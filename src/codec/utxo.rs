//! Bitcoin-family P2WPKH transactions.
//!
//! One BIP143 sighash per input, in input order. Fee estimation and dust
//! handling follow the wallet's policy; they are not consensus rules.

use std::str::FromStr;

use bitcoin::hashes::Hash;
use bitcoin::script::PushBytes;
use bitcoin::{
    Address, Amount, CompressedPublicKey, Network, OutPoint, ScriptBuf, Sequence, Transaction,
    TxIn, TxOut, Txid, Witness, absolute::LockTime, consensus::encode, sighash::EcdsaSighashType,
    sighash::SighashCache, transaction::Version,
};

use super::{ChainCodec, ChainSpecific, PreSignHash, SignedTransaction, TransactionIntent};
use crate::codec::intent::Chain;
use crate::error::{KeysignError, KeysignResult};
use crate::ledger::SignatureLedger;

/// Outputs below this many satoshis are folded into the fee.
pub const DUST_THRESHOLD: u64 = 546;

const SIGHASH_ALL: u8 = 0x01;
const MAX_OP_RETURN_LEN: usize = 80;

/// Multiplier applied to the network's fee statistic.
///
/// Wallet policy carried over for compatibility; not a protocol requirement.
pub fn recommended_byte_fee(network_fee_stat: u64) -> u64 {
    network_fee_stat.saturating_mul(5) / 2
}

/// Virtual size estimate for a P2WPKH spend.
pub fn estimate_vsize(inputs: usize, outputs: usize) -> u64 {
    11 + 68 * inputs as u64 + 31 * outputs as u64
}

/// Unsigned P2WPKH transaction and the outputs it spends.
#[derive(Debug, Clone, PartialEq, Eq)]
pub struct UnsignedUtxoTx {
    pub transaction: Transaction,
    /// Spent outputs in input order.
    pub prevouts: Vec<TxOut>,
    pub fee: u64,
}

pub struct UtxoCodec;

fn network_for(chain: Chain) -> KeysignResult<Network> {
    match chain {
        Chain::Bitcoin => Ok(Network::Bitcoin),
        Chain::BitcoinTestnet => Ok(Network::Testnet),
        other => Err(KeysignError::UnsupportedChain(format!(
            "{other} is not a UTXO chain"
        ))),
    }
}

fn parse_address(address: &str, network: Network) -> KeysignResult<ScriptBuf> {
    let address = Address::from_str(address)
        .map_err(|e| KeysignError::InvalidAddress(format!("{address}: {e}")))?
        .require_network(network)
        .map_err(|e| KeysignError::InvalidAddress(e.to_string()))?;
    Ok(address.script_pubkey())
}

fn sender_key(public_key: &[u8]) -> KeysignResult<CompressedPublicKey> {
    CompressedPublicKey::from_slice(public_key)
        .map_err(|e| KeysignError::InvalidPublicKey(format!("secp256k1: {e}")))
}

fn memo_output(memo: &str) -> KeysignResult<TxOut> {
    let bytes = memo.as_bytes();
    if bytes.len() > MAX_OP_RETURN_LEN {
        return Err(KeysignError::InvalidIntent(format!(
            "Memo exceeds {MAX_OP_RETURN_LEN} bytes"
        )));
    }
    let push = <&PushBytes>::try_from(bytes)
        .map_err(|e| KeysignError::InvalidIntent(format!("Memo: {e}")))?;
    Ok(TxOut {
        value: Amount::ZERO,
        script_pubkey: ScriptBuf::new_op_return(push),
    })
}

impl ChainCodec for UtxoCodec {
    type Unsigned = UnsignedUtxoTx;

    fn build_unsigned(&self, intent: &TransactionIntent) -> KeysignResult<UnsignedUtxoTx> {
        let ChainSpecific::Utxo {
            byte_fee,
            send_max_amount,
            utxos,
        } = &intent.chain_specific
        else {
            return Err(intent.mismatch("UTXO"));
        };

        if utxos.is_empty() {
            return Err(KeysignError::InvalidIntent(
                "No spendable inputs".to_string(),
            ));
        }

        let network = network_for(intent.coin.chain)?;
        let key = sender_key(&hex::decode(&intent.coin.hex_public_key)?)?;
        let change_script = ScriptBuf::new_p2wpkh(&key.wpubkey_hash());
        let destination = parse_address(&intent.to_address, network)?;

        let mut input = Vec::with_capacity(utxos.len());
        let mut prevouts = Vec::with_capacity(utxos.len());
        let mut total: u64 = 0;
        for utxo in utxos {
            let txid = Txid::from_str(&utxo.hash).map_err(|e| {
                KeysignError::InvalidIntent(format!("UTXO hash {}: {e}", utxo.hash))
            })?;
            input.push(TxIn {
                previous_output: OutPoint {
                    txid,
                    vout: utxo.index,
                },
                script_sig: ScriptBuf::new(),
                sequence: Sequence::ENABLE_RBF_NO_LOCKTIME,
                witness: Witness::new(),
            });
            prevouts.push(TxOut {
                value: Amount::from_sat(utxo.amount),
                script_pubkey: change_script.clone(),
            });
            total = total
                .checked_add(utxo.amount)
                .ok_or_else(|| KeysignError::InvalidIntent("Input total overflows".to_string()))?;
        }

        let memo = intent.memo().map(memo_output).transpose()?;
        let extra_outputs = usize::from(memo.is_some());
        let mut output = Vec::new();

        let fee = if *send_max_amount {
            let fee = byte_fee.saturating_mul(estimate_vsize(input.len(), 1 + extra_outputs));
            let value = total
                .checked_sub(fee)
                .filter(|v| *v >= DUST_THRESHOLD)
                .ok_or(KeysignError::InsufficientFunds {
                    needed: u128::from(fee) + u128::from(DUST_THRESHOLD),
                    available: u128::from(total),
                })?;
            output.push(TxOut {
                value: Amount::from_sat(value),
                script_pubkey: destination,
            });
            output.extend(memo);
            fee
        } else {
            let amount = u64::try_from(intent.amount)
                .map_err(|_| KeysignError::InvalidIntent("Amount exceeds u64".to_string()))?;
            let fee = byte_fee.saturating_mul(estimate_vsize(input.len(), 2 + extra_outputs));
            let needed = amount.saturating_add(fee);
            let change = total
                .checked_sub(needed)
                .ok_or(KeysignError::InsufficientFunds {
                    needed: u128::from(needed),
                    available: u128::from(total),
                })?;

            output.push(TxOut {
                value: Amount::from_sat(amount),
                script_pubkey: destination,
            });
            output.extend(memo);
            if change >= DUST_THRESHOLD {
                output.push(TxOut {
                    value: Amount::from_sat(change),
                    script_pubkey: change_script,
                });
            }
            total - amount - if change >= DUST_THRESHOLD { change } else { 0 }
        };

        Ok(UnsignedUtxoTx {
            transaction: Transaction {
                version: Version::TWO,
                lock_time: LockTime::ZERO,
                input,
                output,
            },
            prevouts,
            fee,
        })
    }

    fn pre_sign_hashes(&self, unsigned: &UnsignedUtxoTx) -> KeysignResult<Vec<PreSignHash>> {
        let mut cache = SighashCache::new(&unsigned.transaction);
        unsigned
            .prevouts
            .iter()
            .enumerate()
            .map(|(index, prevout)| {
                cache
                    .p2wpkh_signature_hash(
                        index,
                        &prevout.script_pubkey,
                        prevout.value,
                        EcdsaSighashType::All,
                    )
                    .map(|sighash| PreSignHash::new(sighash.to_byte_array().to_vec()))
                    .map_err(|e| KeysignError::Internal(format!("Sighash input {index}: {e}")))
            })
            .collect()
    }

    fn finalize(
        &self,
        unsigned: &UnsignedUtxoTx,
        public_key: &[u8],
        ledger: &SignatureLedger,
    ) -> KeysignResult<SignedTransaction> {
        let hashes = self.pre_sign_hashes(unsigned)?;
        let signatures = super::collect_verified(&hashes, public_key, ledger)?;

        let key = sender_key(public_key)?;
        let owner_script = ScriptBuf::new_p2wpkh(&key.wpubkey_hash());
        if unsigned
            .prevouts
            .iter()
            .any(|prevout| prevout.script_pubkey != owner_script)
        {
            return Err(KeysignError::InvalidPublicKey(
                "Public key does not own every input".to_string(),
            ));
        }

        let mut transaction = unsigned.transaction.clone();
        for (input, signature) in transaction.input.iter_mut().zip(&signatures) {
            let mut der = signature.der()?;
            der.push(SIGHASH_ALL);

            let mut witness = Witness::new();
            witness.push(der);
            witness.push(key.0.serialize());
            input.witness = witness;
        }

        let raw_bytes = encode::serialize(&transaction);
        let tx_hash = self.tx_hash(&raw_bytes)?;

        Ok(SignedTransaction {
            raw_bytes,
            tx_hash,
            signature: None,
        })
    }

    fn tx_hash(&self, final_bytes: &[u8]) -> KeysignResult<String> {
        let transaction: Transaction = encode::deserialize(final_bytes)
            .map_err(|e| KeysignError::Deserialization(format!("Transaction: {e}")))?;
        Ok(transaction.compute_txid().to_string())
    }
}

+===+

» TASK TO CARRY OUT
Determine how many lines of the material above contain "CompressedPublicKey", and give that number with no other words.

» ANSWER BOX
3